Alongside the volume rise, the composition of collateral is changing. Cash, which historically dominated VM receipts, slipped to 67.6 percent of total VM, down from 80 percent in 2020, as participants increasingly accept government securities (now 20.2 percent) and other high‑quality assets (12.3 percent). For IM, government securities fell to 52.6 percent while other securities climbed to 37.2 percent, indicating a broader search for liquid, high‑grade assets.

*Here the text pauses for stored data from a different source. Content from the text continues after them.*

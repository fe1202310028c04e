//! Trait interfaces for signal-processing capabilities.
//!
//! These traits define the trait-first API shape used by the
//! convolution kernels: execution into a caller-provided buffer, or
//! allocate-and-return when the `alloc` feature is enabled.

use crate::kernel::{ExecInvariantViolation, Read1D, Write1D};

#[cfg(feature = "alloc")]
use alloc::vec::Vec;

/// 1D missing-sample repair capability.
///
/// Replaces NaN samples with a local weighted average of the valid
/// samples inside the kernel window, wrapping at the signal boundary.
pub trait NanRepair1D<T> {
    /// Run repair into a caller-provided output buffer.
    fn run_into<I, O>(&self, input: &I, out: &mut O) -> Result<(), ExecInvariantViolation>
    where
        I: Read1D<T> + ?Sized,
        O: Write1D<T> + ?Sized;

    /// Run repair and allocate output.
    #[cfg(feature = "alloc")]
    fn run_alloc<I>(&self, input: &I) -> Result<Vec<T>, ExecInvariantViolation>
    where
        I: Read1D<T> + ?Sized;
}

/// 1D periodic-boundary convolution capability.
///
/// Convolves a signal against the kernel's weights, treating the
/// signal as cyclic and normalizing each window by the sum of the
/// weights that actually contributed (skipping NaN samples).
pub trait WrapConvolve1D<T> {
    /// Run convolution into a caller-provided output buffer.
    fn run_into<I, O>(&self, input: &I, out: &mut O) -> Result<(), ExecInvariantViolation>
    where
        I: Read1D<T> + ?Sized,
        O: Write1D<T> + ?Sized;

    /// Run convolution and allocate output.
    #[cfg(feature = "alloc")]
    fn run_alloc<I>(&self, input: &I) -> Result<Vec<T>, ExecInvariantViolation>
    where
        I: Read1D<T> + ?Sized;
}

This diversification fuels demand in the securities‑financing transaction (SFT) market, where firms convert less liquid holdings into usable margin collateral.
To sustain this evolving collateral landscape, ISDA has proposed targeted adjustments to the regulatory framework governing SFTs, including a cross‑product netting methodology that aligns with the Basel III standardized approach. By better calibrating risk sensitivity, the changes aim to preserve the availability of high‑quality liquid assets even in stressed market conditions. If adopted, the reforms could lower funding costs for derivatives participants, reduce systemic risk, and reinforce the resilience of both cleared and non‑cleared markets. Market watchers will monitor regulator response as the proposals move through consultation.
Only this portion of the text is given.